Please give back the listing below in full. Change nothing.
***** ENTRIES SUPPLIED *****
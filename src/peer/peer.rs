use std::net::SocketAddr;
use std::process::exit;
use std::time::Duration;
use log::{debug, error, info, warn};
use tokio::net::{TcpListener, UdpSocket};
use tokio::task::JoinHandle;
use crate::peer::structs::shared_folder::SharedFolder;
use crate::transport::structs::tcp_transport::TcpTransport;
use crate::transport::structs::udp_transport::UdpTransport;
use crate::transport::traits::transport::Transport;

/// Sentinel returned by `FILESIZE` for files this peer does not have.
pub const FILESIZE_NOT_FOUND: &str = "-1";

/// The transfer listener: answers one `DOWNLOAD <fileName>` per accepted
/// connection with the whole file as raw bytes, then closes.
pub async fn transfer_service(addr: SocketAddr, folder: SharedFolder, chunk_size: usize, mut rx: tokio::sync::watch::Receiver<bool>) -> JoinHandle<()>
{
    let listener = match TcpListener::bind(addr).await {
        Ok(listener) => listener,
        Err(error) => {
            error!("Could not listen on the transfer port: {error}");
            exit(1);
        }
    };

    info!("[TRANSFER] Starting a transfer listener on {addr}");
    tokio::spawn(async move {
        loop {
            tokio::select! {
                accepted = listener.accept() => {
                    match accepted {
                        Ok((stream, remote)) => {
                            let folder = folder.clone();
                            tokio::spawn(async move {
                                handle_transfer(stream, remote, folder, chunk_size).await;
                            });
                        }
                        Err(error) => {
                            warn!("[TRANSFER] Accept failed: {error}");
                        }
                    }
                }
                _ = rx.changed() => {
                    if *rx.borrow() {
                        info!("[TRANSFER] Shutting down transfer listener on {addr}");
                        break;
                    }
                }
            }
        }
    })
}

async fn handle_transfer(stream: tokio::net::TcpStream, remote: SocketAddr, folder: SharedFolder, chunk_size: usize)
{
    let mut transport = match TcpTransport::from_stream(stream) {
        Ok(transport) => transport,
        Err(error) => {
            warn!("[TRANSFER] Dropping connection from {remote}: {error}");
            return;
        }
    };

    let request = match transport.read_line().await {
        Ok(Some(line)) => line,
        _ => {
            let _ = transport.close().await;
            return;
        }
    };

    let Some(file_name) = request.strip_prefix("DOWNLOAD ") else {
        info!("[TRANSFER] Ignoring malformed request from {remote}: {request}");
        let _ = transport.close().await;
        return;
    };

    let Some(path) = folder.resolve(file_name) else {
        info!("[TRANSFER] Refusing request for {file_name} from {remote}");
        let _ = transport.close().await;
        return;
    };

    let mut file = match tokio::fs::File::open(&path).await {
        Ok(file) => file,
        Err(_) => {
            info!("[TRANSFER] {remote} requested missing file {file_name}");
            let _ = transport.close().await;
            return;
        }
    };

    let mut buffer = vec![0u8; chunk_size];
    let mut total: u64 = 0;
    loop {
        let read = match tokio::io::AsyncReadExt::read(&mut file, &mut buffer).await {
            Ok(read) => read,
            Err(error) => {
                warn!("[TRANSFER] Reading {file_name} failed: {error}");
                break;
            }
        };
        if read == 0 {
            break;
        }
        if let Err(error) = transport.send_bytes(&buffer[..read]).await {
            debug!("[TRANSFER] {remote} went away mid-transfer of {file_name}: {error}");
            break;
        }
        total += read as u64;
    }

    let _ = transport.close().await;
    info!("[TRANSFER] Served {file_name} ({total} bytes) to {remote}");
}

/// The query responder: answers `LIST_FILES` and `FILESIZE <name>`
/// datagrams. Bound to the transfer port plus one; per-request errors are
/// swallowed because the channel is best-effort by design.
pub async fn query_service(addr: SocketAddr, folder: SharedFolder, mut rx: tokio::sync::watch::Receiver<bool>) -> JoinHandle<()>
{
    let socket = match UdpSocket::bind(addr).await {
        Ok(socket) => socket,
        Err(error) => {
            error!("Could not listen on the query port: {error}");
            exit(1);
        }
    };

    info!("[QUERY] Starting a query responder on {addr}");
    tokio::spawn(async move {
        let mut buffer = [0u8; 2048];
        loop {
            tokio::select! {
                received = socket.recv_from(&mut buffer) => {
                    let (size, remote) = match received {
                        Ok(result) => result,
                        Err(error) => {
                            debug!("[QUERY] Receive failed: {error}");
                            continue;
                        }
                    };
                    let request = String::from_utf8_lossy(&buffer[..size]).trim().to_string();
                    if let Some(response) = answer_query(&request, &folder).await {
                        if let Err(error) = socket.send_to(response.as_bytes(), remote).await {
                            debug!("[QUERY] Reply to {remote} failed: {error}");
                        }
                    } else {
                        debug!("[QUERY] Ignoring unknown request from {remote}: {request}");
                    }
                }
                _ = rx.changed() => {
                    if *rx.borrow() {
                        info!("[QUERY] Shutting down query responder on {addr}");
                        break;
                    }
                }
            }
        }
    })
}

async fn answer_query(request: &str, folder: &SharedFolder) -> Option<String>
{
    if request == "LIST_FILES" {
        let names = folder.list_files().await.unwrap_or_default();
        return Some(names.join(","));
    }
    if let Some(name) = request.strip_prefix("FILESIZE ") {
        return Some(match folder.file_size(name).await {
            Some(size) => size.to_string(),
            None => FILESIZE_NOT_FOUND.to_string(),
        });
    }
    None
}

/// One best-effort datagram query against another peer's responder.
///
/// Timeouts and transport failures come back as `None` rather than
/// propagating; a non-responding peer must not hang a search.
pub async fn query_peer(addr: &str, request: &str, timeout: Duration) -> Option<String>
{
    let mut transport = match UdpTransport::connect(addr, timeout).await {
        Ok(transport) => transport,
        Err(error) => {
            debug!("[QUERY] Could not reach {addr}: {error}");
            return None;
        }
    };
    if let Err(error) = transport.send_line(request).await {
        debug!("[QUERY] Sending to {addr} failed: {error}");
        return None;
    }
    match transport.read_line().await {
        Ok(reply) => reply,
        Err(error) => {
            debug!("[QUERY] No answer from {addr}: {error}");
            None
        }
    }
}

/// Remote file listing via the query responder, `None` when unreachable.
pub async fn list_remote_files(addr: &str, timeout: Duration) -> Option<Vec<String>>
{
    let reply = query_peer(addr, "LIST_FILES", timeout).await?;
    if reply.is_empty() {
        return Some(Vec::new());
    }
    Some(reply.split(',').map(str::to_string).collect())
}

/// Remote file size via the query responder, `None` when unreachable or
/// not offered.
pub async fn remote_file_size(addr: &str, name: &str, timeout: Duration) -> Option<u64>
{
    let reply = query_peer(addr, &format!("FILESIZE {name}"), timeout).await?;
    if reply == FILESIZE_NOT_FOUND {
        return None;
    }
    reply.parse::<u64>().ok()
}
*****
- [OUTPUT OF THE TASK]:
filename src/peer/peer.rs
use std::net::SocketAddr;
use std::process::exit;
use std::time::Duration;
use log::{debug, error, info, warn};
use tokio::net::{TcpListener, UdpSocket};
use tokio::task::JoinHandle;
use crate::peer::structs::shared_folder::SharedFolder;
use crate::transport::structs::tcp_transport::TcpTransport;
use crate::transport::structs::udp_transport::UdpTransport;
use crate::transport::traits::transport::Transport;

/// Sentinel returned by `FILESIZE` for files this peer does not have.
pub const FILESIZE_NOT_FOUND: &str = "-1";

/// The transfer listener: answers one `DOWNLOAD <fileName>` per accepted
/// connection with the whole file as raw bytes, then closes.
pub async fn transfer_service(addr: SocketAddr, folder: SharedFolder, chunk_size: usize, mut rx: tokio::sync::watch::Receiver<bool>) -> JoinHandle<()>
{
    let listener = match TcpListener::bind(addr).await {
        Ok(listener) => listener,
        Err(error) => {
            error!("Could not listen on the transfer port: {error}");
            exit(1);
        }
    };

    info!("[TRANSFER] Starting a transfer listener on {addr}");
    tokio::spawn(async move {
        loop {
            tokio::select! {
                accepted = listener.accept() => {
                    match accepted {
                        Ok((stream, remote)) => {
                            let folder = folder.clone();
                            tokio::spawn(async move {
                                handle_transfer(stream, remote, folder, chunk_size).await;
                            });
                        }
                        Err(error) => {
                            warn!("[TRANSFER] Accept failed: {error}");
                        }
                    }
                }
                _ = rx.changed() => {
                    if *rx.borrow() {
                        info!("[TRANSFER] Shutting down transfer listener on {addr}");
                        break;
                    }
                }
            }
        }
    })
}

async fn handle_transfer(stream: tokio::net::TcpStream, remote: SocketAddr, folder: SharedFolder, chunk_size: usize)
{
    let mut transport = match TcpTransport::from_stream(stream) {
        Ok(transport) => transport,
        Err(error) => {
            warn!("[TRANSFER] Dropping connection from {remote}: {error}");
            return;
        }
    };

    let request = match transport.read_line().await {
        Ok(Some(line)) => line,
        _ => {
            let _ = transport.close().await;
            return;
        }
    };

    let Some(file_name) = request.strip_prefix("DOWNLOAD ") else {
        info!("[TRANSFER] Ignoring malformed request from {remote}: {request}");
        let _ = transport.close().await;
        return;
    };

    let Some(path) = folder.resolve(file_name) else {
        info!("[TRANSFER] Refusing request for {file_name} from {remote}");
        let _ = transport.close().await;
        return;
    };

    let mut file = match tokio::fs::File::open(&path).await {
        Ok(file) => file,
        Err(_) => {
            info!("[TRANSFER] {remote} requested missing file {file_name}");
            let _ = transport.close().await;
            return;
        }
    };

    let mut buffer = vec![0u8; chunk_size];
    let mut total: u64 = 0;
    loop {
        let read = match tokio::io::AsyncReadExt::read(&mut file, &mut buffer).await {
            Ok(read) => read,
            Err(error) => {
                warn!("[TRANSFER] Reading {file_name} failed: {error}");
                break;
            }
        };
        if read == 0 {
            break;
        }
        if let Err(error) = transport.send_bytes(&buffer[..read]).await {
            debug!("[TRANSFER] {remote} went away mid-transfer of {file_name}: {error}");
            break;
        }
        total += read as u64;
    }

    let _ = transport.close().await;
    info!("[TRANSFER] Served {file_name} ({total} bytes) to {remote}");
}

/// The query responder: answers `LIST_FILES` and `FILESIZE <name>`
/// datagrams. Bound to the transfer port plus one; per-request errors are
/// swallowed because the channel is best-effort by design.
pub async fn query_service(addr: SocketAddr, folder: SharedFolder, mut rx: tokio::sync::watch::Receiver<bool>) -> JoinHandle<()>
{
    let socket = match UdpSocket::bind(addr).await {
        Ok(socket) => socket,
        Err(error) => {
            error!("Could not listen on the query port: {error}");
            exit(1);
        }
    };

    info!("[QUERY] Starting a query responder on {addr}");
    tokio::spawn(async move {
        let mut buffer = [0u8; 2048];
        loop {
            tokio::select! {
                received = socket.recv_from(&mut buffer) => {
                    let (size, remote) = match received {
                        Ok(result) => result,
                        Err(error) => {
                            debug!("[QUERY] Receive failed: {error}");
                            continue;
                        }
                    };
                    let request = String::from_utf8_lossy(&buffer[..size]).trim().to_string();
                    if let Some(response) = answer_query(&request, &folder).await {
                        if let Err(error) = socket.send_to(response.as_bytes(), remote).await {
                            debug!("[QUERY] Reply to {remote} failed: {error}");
                        }
                    } else {
                        debug!("[QUERY] Ignoring unknown request from {remote}: {request}");
                    }
                }
                _ = rx.changed() => {
                    if *rx.borrow() {
                        info!("[QUERY] Shutting down query responder on {addr}");
                        break;
                    }
                }
            }
        }
    })
}

async fn answer_query(request: &str, folder: &SharedFolder) -> Option<String>
{
    if request == "LIST_FILES" {
        let names = folder.list_files().await.unwrap_or_default();
        return Some(names.join(","));
    }
    if let Some(name) = request.strip_prefix("FILESIZE ") {
        return Some(match folder.file_size(name).await {
            Some(size) => size.to_string(),
            None => FILESIZE_NOT_FOUND.to_string(),
        });
    }
    None
}

/// One best-effort datagram query against another peer's responder.
///
/// Timeouts and transport failures come back as `None` rather than
/// propagating; a non-responding peer must not hang a search.
pub async fn query_peer(addr: &str, request: &str, timeout: Duration) -> Option<String>
{
    let mut transport = match UdpTransport::connect(addr, timeout).await {
        Ok(transport) => transport,
        Err(error) => {
            debug!("[QUERY] Could not reach {addr}: {error}");
            return None;
        }
    };
    if let Err(error) = transport.send_line(request).await {
        debug!("[QUERY] Sending to {addr} failed: {error}");
        return None;
    }
    match transport.read_line().await {
        Ok(reply) => reply,
        Err(error) => {
            debug!("[QUERY] No answer from {addr}: {error}");
            None
        }
    }
}

/// Remote file listing via the query responder, `None` when unreachable.
pub async fn list_remote_files(addr: &str, timeout: Duration) -> Option<Vec<String>>
{
    let reply = query_peer(addr, "LIST_FILES", timeout).await?;
    if reply.is_empty() {
        return Some(Vec::new());
    }
    Some(reply.split(',').map(str::to_string).collect())
}

/// Remote file size via the query responder, `None` when unreachable or
/// not offered.
pub async fn remote_file_size(addr: &str, name: &str, timeout: Duration) -> Option<u64>
{
    let reply = query_peer(addr, &format!("FILESIZE {name}"), timeout).await?;
    if reply == FILESIZE_NOT_FOUND {
        return None;
    }
    reply.parse::<u64>().ok()
}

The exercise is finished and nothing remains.